I actually like the term "cottage on the water". For me it describes a special place to visit that is different than home. At one time it was a refuge from the work world. "Cottage" also implies a certain romanticism about boats and the nautical landscape; funky waterfront hangouts, chandleries with oil soaked wood floors, cafes and working man's taverns...and the boats are mostly made of wood or steel. When we first moved to Seattle 25 years ago, this was still the boating scene. No surprise that my 1st boat was a wood boat built in 1941. It utterly oozed with charm and character: brass, bronze, oil lamps, teak exterior, mahogany inside...and the faint smell of diesel. In no time we became "PNW boaters", starting on Lake Washington, then beyond the locks and out to Puget Sound and eventually northward to explore the islands and stunning scenery of Desolation Sound. That was then...

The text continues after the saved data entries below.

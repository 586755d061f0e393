use actix_web::web::*;

use crate::handlers::trips;

pub fn configure(cfg: &mut ServiceConfig) {
    cfg.service(
        scope("/trips")
            .route("", get().to(trips::get))
            .route("", post().to(trips::create)),
    );
}
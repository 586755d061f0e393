use chrono::NaiveDate;
use serde::Serialize;

use crate::gateway::Row;

use super::{cell, format_money, parse_bool, parse_f64, RowParseError};

pub const TABLE_KEY: &str = "tripcounter_budget";
pub const HEADERS: &[&str] = &["owner", "category", "amount", "due_date", "paid"];

/// 1-based column of the `paid` flag, for the positional mark-paid update.
pub const PAID_COLUMN: usize = 5;

/// A planned recurring payment owned by one user. `paid` only ever flips
/// false to true, via a positional cell update.
#[derive(Debug, Clone, Serialize)]
pub struct BudgetItem {
    pub owner: String,
    pub category: String,
    pub amount: f64,
    // None marks a variable item with no fixed due date
    pub due_date: Option<NaiveDate>,
    pub paid: bool,
}

#[derive(Debug, Clone, Copy, PartialEq, Eq, Serialize)]
pub enum ReminderKind {
    #[serde(rename = "3days")]
    ThreeDays,
    #[serde(rename = "due")]
    Due,
}

/// An upcoming-payment reminder shown on the home panel.
#[derive(Debug, Clone, Serialize)]
pub struct Reminder {
    #[serde(rename = "type")]
    pub kind: ReminderKind,
    pub category: String,
    pub amount: f64,
}

impl BudgetItem {
    pub fn from_row(row: &Row) -> Result<Self, RowParseError> {
        let due_date = {
            let value = cell(row, "due_date");
            if value.is_empty() {
                None
            } else {
                Some(
                    NaiveDate::parse_from_str(value, "%Y-%m-%d").map_err(|_| RowParseError {
                        table: TABLE_KEY,
                        column: "due_date",
                        value: String::from(value),
                    })?,
                )
            }
        };

        Ok(Self {
            owner: String::from(cell(row, "owner")),
            category: String::from(cell(row, "category")),
            amount: parse_f64(row, TABLE_KEY, "amount")?,
            due_date,
            paid: parse_bool(row, "paid"),
        })
    }

    pub fn to_row(&self) -> Vec<String> {
        vec![
            self.owner.clone(),
            self.category.clone(),
            format_money(self.amount),
            self.due_date.map(|d| d.to_string()).unwrap_or_default(),
            self.paid.to_string(),
        ]
    }

    /// Classifies the item into a reminder window relative to `today`. Paid
    /// items and items without a due date are never classified.
    pub fn reminder(&self, today: NaiveDate) -> Option<Reminder> {
        if self.paid {
            return None;
        }

        let due_date = self.due_date?;
        let days_left = (due_date - today).num_days();

        let kind = match days_left {
            3 => ReminderKind::ThreeDays,
            0 => ReminderKind::Due,
            _ => return None,
        };

        Some(Reminder {
            kind,
            category: self.category.clone(),
            amount: self.amount,
        })
    }
}

#[cfg(test)]
mod tests {
    use super::*;
    use chrono::Duration;

    fn item(due_in_days: Option<i64>, paid: bool) -> (BudgetItem, NaiveDate) {
        let today = NaiveDate::from_ymd_opt(2025, 11, 10).unwrap();

        (
            BudgetItem {
                owner: String::from("driver@example.com"),
                category: String::from("rent"),
                amount: 350.0,
                due_date: due_in_days.map(|d| today + Duration::days(d)),
                paid,
            },
            today,
        )
    }

    #[test]
    fn due_in_three_days_classifies_as_three_days() {
        let (item, today) = item(Some(3), false);
        assert_eq!(item.reminder(today).unwrap().kind, ReminderKind::ThreeDays);
    }

    #[test]
    fn due_today_classifies_as_due() {
        let (item, today) = item(Some(0), false);
        assert_eq!(item.reminder(today).unwrap().kind, ReminderKind::Due);
    }

    #[test]
    fn paid_items_are_excluded_regardless_of_date() {
        let (due_today, today) = item(Some(0), true);
        assert!(due_today.reminder(today).is_none());

        let (due_soon, today) = item(Some(3), true);
        assert!(due_soon.reminder(today).is_none());
    }

    #[test]
    fn other_windows_and_variable_items_are_excluded() {
        let (tomorrow, today) = item(Some(1), false);
        assert!(tomorrow.reminder(today).is_none());

        let (overdue, today) = item(Some(-1), false);
        assert!(overdue.reminder(today).is_none());

        let (variable, today) = item(None, false);
        assert!(variable.reminder(today).is_none());
    }
}
use chrono::NaiveDate;

use crate::gateway::TableSpec;
use crate::models::odometer::{self, OdometerEntry};

use super::{DaoError, TableStore};

static TABLE: TableSpec = TableSpec {
    key: odometer::TABLE_KEY,
    headers: odometer::HEADERS,
};

pub struct Dao {
    store: TableStore,
}

impl Dao {
    pub fn new(store: &TableStore) -> Self {
        Self {
            store: store.clone(),
        }
    }

    /// Returns the (at most one) entry for the date with its physical row.
    pub async fn entry_for_date(
        &self,
        date: NaiveDate,
    ) -> Result<Option<(usize, OdometerEntry)>, DaoError> {
        let table = self.store.open(&TABLE).await?;
        let rows = self.store.gateway().read_all_rows(&table).await?;

        for (i, row) in rows.iter().enumerate() {
            match OdometerEntry::from_row(row) {
                Ok(entry) if entry.date == date => return Ok(Some((i + 2, entry))),
                Ok(_) => (),
                Err(e) => log::warn!("Skipping unparseable odometer row: {e}"),
            }
        }

        Ok(None)
    }

    /// Phase one: records the day's starting reading. Rejected when the day
    /// was already started.
    pub async fn start_day(
        &self,
        date: NaiveDate,
        start_reading: i64,
        notes: String,
    ) -> Result<OdometerEntry, DaoError> {
        let _guard = self.store.lock(&TABLE).await;

        if self.entry_for_date(date).await?.is_some() {
            return Err(DaoError::Duplicate(
                "An odometer entry for this date already exists",
            ));
        }

        let entry = OdometerEntry::started(date, start_reading, notes);
        let table = self.store.open(&TABLE).await?;

        self.store
            .gateway()
            .append_row(&table, &entry.to_row())
            .await?;

        Ok(entry)
    }

    /// Phase two: writes the ending reading and distance onto the day's
    /// existing row. Requires a started day and `end >= start`.
    pub async fn end_day(
        &self,
        date: NaiveDate,
        end_reading: i64,
    ) -> Result<OdometerEntry, DaoError> {
        let _guard = self.store.lock(&TABLE).await;

        let (row_index, mut entry) = self
            .entry_for_date(date)
            .await?
            .ok_or(DaoError::NotFound("No odometer start exists for this date"))?;

        if end_reading < entry.start_reading {
            return Err(DaoError::InvalidState(
                "Ending reading is less than the starting reading",
            ));
        }

        entry.end_reading = Some(end_reading);
        entry.distance = Some(end_reading - entry.start_reading);

        let table = self.store.open(&TABLE).await?;

        self.store
            .gateway()
            .update_row(&table, row_index, &entry.to_row())
            .await?;

        Ok(entry)
    }
}

#[cfg(test)]
mod tests {
    use super::*;
    use crate::db::test_utils::memory_store;

    fn nov3() -> NaiveDate {
        NaiveDate::from_ymd_opt(2025, 11, 3).unwrap()
    }

    #[tokio::test]
    async fn end_before_start_is_rejected() {
        let store = memory_store();
        let dao = Dao::new(&store);

        dao.start_day(nov3(), 1000, String::new()).await.unwrap();

        let result = dao.end_day(nov3(), 950).await;
        assert!(matches!(result, Err(DaoError::InvalidState(_))));

        // The stored row is untouched
        let (_, entry) = dao.entry_for_date(nov3()).await.unwrap().unwrap();
        assert_eq!(entry.end_reading, None);
    }

    #[tokio::test]
    async fn ending_the_day_computes_the_distance() {
        let store = memory_store();
        let dao = Dao::new(&store);

        dao.start_day(nov3(), 1000, String::from("city shift"))
            .await
            .unwrap();
        let entry = dao.end_day(nov3(), 1120).await.unwrap();

        assert_eq!(entry.distance, Some(120));

        let (_, stored) = dao.entry_for_date(nov3()).await.unwrap().unwrap();
        assert_eq!(stored.end_reading, Some(1120));
        assert_eq!(stored.distance, Some(120));
        assert_eq!(stored.notes, "city shift");
    }

    #[tokio::test]
    async fn a_day_may_only_start_once() {
        let store = memory_store();
        let dao = Dao::new(&store);

        dao.start_day(nov3(), 1000, String::new()).await.unwrap();

        let result = dao.start_day(nov3(), 1005, String::new()).await;
        assert!(matches!(result, Err(DaoError::Duplicate(_))));
    }

    #[tokio::test]
    async fn ending_an_unstarted_day_is_rejected() {
        let store = memory_store();
        let dao = Dao::new(&store);

        let result = dao.end_day(nov3(), 1120).await;
        assert!(matches!(result, Err(DaoError::NotFound(_))));
    }
}
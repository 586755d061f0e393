use chrono::NaiveDate;

use crate::gateway::TableSpec;
use crate::models::trip::{self, NewTrip, TripRecord};

use super::{sequencing, DaoError, TableStore};

static TABLE: TableSpec = TableSpec {
    key: trip::TABLE_KEY,
    headers: trip::HEADERS,
};

pub struct Dao {
    store: TableStore,
}

impl Dao {
    pub fn new(store: &TableStore) -> Self {
        Self {
            store: store.clone(),
        }
    }

    pub async fn trips_for_date(&self, date: NaiveDate) -> Result<Vec<TripRecord>, DaoError> {
        let table = self.store.open(&TABLE).await?;
        let rows = self.store.gateway().read_all_rows(&table).await?;

        let mut trips = Vec::new();

        for row in &rows {
            match TripRecord::from_row(row) {
                Ok(trip) if trip.date == date => trips.push(trip),
                Ok(_) => (),
                Err(e) => log::warn!("Skipping unparseable trip row: {e}"),
            }
        }

        Ok(trips)
    }

    /// Rejects an exact (date, start, end) duplicate, assigns the next dense
    /// sequence number for the date, and appends. Runs under the trips-table
    /// lock so concurrent submissions cannot double-assign a number.
    pub async fn create(&self, new_trip: &NewTrip) -> Result<TripRecord, DaoError> {
        let _guard = self.store.lock(&TABLE).await;

        let table = self.store.open(&TABLE).await?;
        let rows = self.store.gateway().read_all_rows(&table).await?;

        if sequencing::is_duplicate(
            &rows,
            new_trip.date,
            &new_trip.start_time,
            &new_trip.end_time,
        ) {
            return Err(DaoError::Duplicate(
                "A trip with the same date, start time, and end time already exists",
            ));
        }

        let number = sequencing::next_number(&rows, new_trip.date);
        let trip = TripRecord::build(new_trip, number);

        self.store
            .gateway()
            .append_row(&table, &trip.to_row())
            .await?;

        Ok(trip)
    }
}
// This code is provided under the MIT license.

//! Mock transport for driver unit tests.
//!
//! Records every write transaction, hands out queued payloads on
//! `request_from` and advances a fake microsecond clock by one tick per
//! observation, which makes the HMC read deadline deterministic.

use super::bus::MagBus;
use core::convert::Infallible;
use std::collections::VecDeque;
use std::vec::Vec;

/// One logged write transaction: address plus payload.
pub type WriteLog = (u8, Vec<u8>);

pub struct MockBus {
    /// every write transaction, in order
    pub writes: Vec<WriteLog>,
    /// payloads handed out on `request_from`, one per request
    pub responses: VecDeque<Vec<u8>>,
    /// when set, requested bytes never become available
    pub starve: bool,
    /// every `delay_ms` call, in order
    pub delays: Vec<u32>,
    buffered: VecDeque<u8>,
    now_us: u32,
}

impl MockBus {
    pub fn new() -> Self {
        MockBus {
            writes: Vec::new(),
            responses: VecDeque::new(),
            starve: false,
            delays: Vec::new(),
            buffered: VecDeque::new(),
            now_us: 0,
        }
    }

    pub fn push_response(&mut self, payload: &[u8]) {
        self.responses.push_back(payload.to_vec());
    }

    /// Fake clock reading after the last observation.
    pub fn elapsed_us(&self) -> u32 {
        self.now_us
    }
}

impl MagBus for MockBus {
    type Error = Infallible;

    fn write(&mut self, addr: u8, bytes: &[u8]) -> Result<(), Self::Error> {
        self.writes.push((addr, bytes.to_vec()));
        Ok(())
    }

    fn request_from(&mut self, _addr: u8, count: usize, _stop: bool) -> Result<(), Self::Error> {
        if self.starve {
            return Ok(());
        }
        if let Some(payload) = self.responses.pop_front() {
            self.buffered.extend(payload.into_iter().take(count));
        }
        Ok(())
    }

    fn available(&mut self) -> usize {
        self.buffered.len()
    }

    fn read_byte(&mut self) -> u8 {
        self.buffered.pop_front().unwrap_or(0)
    }

    fn micros(&mut self) -> u32 {
        self.now_us += 1;
        self.now_us
    }

    fn delay_ms(&mut self, ms: u32) {
        self.delays.push(ms);
    }
}
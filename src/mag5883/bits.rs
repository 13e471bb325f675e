// This code is provided under the MIT license.

use bitfield::bitfield;

bitfield! {
    /// bitfields of the HMC5883L configuration register A
    pub struct HmcControlA(u8);
    impl Debug;
    /// number of samples averaged per measurement output
    pub u8, over_sampling, set_over_sampling: 6, 5;
    /// data output rate in continuous mode
    pub u8, rate, set_rate: 4, 2;
    /// measurement bias, used by the self test
    pub u8, bias, set_bias: 1, 0;
}

bitfield! {
    /// bitfields of the HMC5883L configuration register B
    pub struct HmcControlB(u8);
    impl Debug;
    /// gain (range) selection
    pub u8, range, set_range: 7, 5;
}

bitfield! {
    /// bitfields of the QMC5883L control register 1
    pub struct QmcControl1(u8);
    impl Debug;
    /// over sample ratio
    pub u8, over_sampling, set_over_sampling: 7, 6;
    /// full scale range
    pub u8, range, set_range: 5, 4;
    /// output data rate
    pub u8, rate, set_rate: 3, 2;
    /// standby / continuous mode
    pub u8, mode, set_mode: 1, 0;
}

bitfield! {
    /// bitfields of the QMC5883L control register 2
    pub struct QmcControl2(u8);
    impl Debug;
    /// soft reset, restores the default register state
    pub soft_rst, set_soft_rst: 7;
    /// roll the read pointer over between 0x00 and 0x06
    pub rol_pnt, set_rol_pnt: 6;
    /// interrupt pin enable
    pub int_enb, set_int_enb: 0;
}

#[cfg(test)]
mod tests {
    use super::*;

    #[test]
    fn hmc_control_a_packs_fields() {
        let mut control_a = HmcControlA(0);
        control_a.set_over_sampling(0b11);
        control_a.set_rate(0b110);
        control_a.set_bias(0b01);
        assert_eq!(control_a.0, 0b0111_1001);
    }

    #[test]
    fn hmc_control_b_uses_top_bits() {
        let mut control_b = HmcControlB(0);
        control_b.set_range(0b111);
        assert_eq!(control_b.0, 0b1110_0000);
    }

    #[test]
    fn qmc_control_1_packs_fields() {
        let mut control = QmcControl1(0);
        control.set_over_sampling(0b00);
        control.set_range(0b01);
        control.set_rate(0b10);
        control.set_mode(0b01);
        assert_eq!(control.0, 0b0001_1001);
    }

    #[test]
    fn qmc_control_2_soft_reset_is_msb() {
        let mut control = QmcControl2(0);
        control.set_soft_rst(true);
        assert_eq!(control.0, 0x80);
    }
}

Today we live full time on an island near Seattle. The city house was replaced with a romantic cottage and the wooden boat was replaced by a much newer "plastic" boat, though still of traditional design. I no longer work in the city or travel for business, no more worries about college tuitions or house payments. The boat is still important in my life but not in the same way it was before. In earlier years it was maybe a three week cruise to somewhere; now it's three months to Alaska or exploring the Inside Passage. And because we live in a cottage full time, the boat has become my workshop. It occupies my time and provides a new "refuge" for my busy mind. I truly love my wife and our home and children, but I still need my cottage on the water.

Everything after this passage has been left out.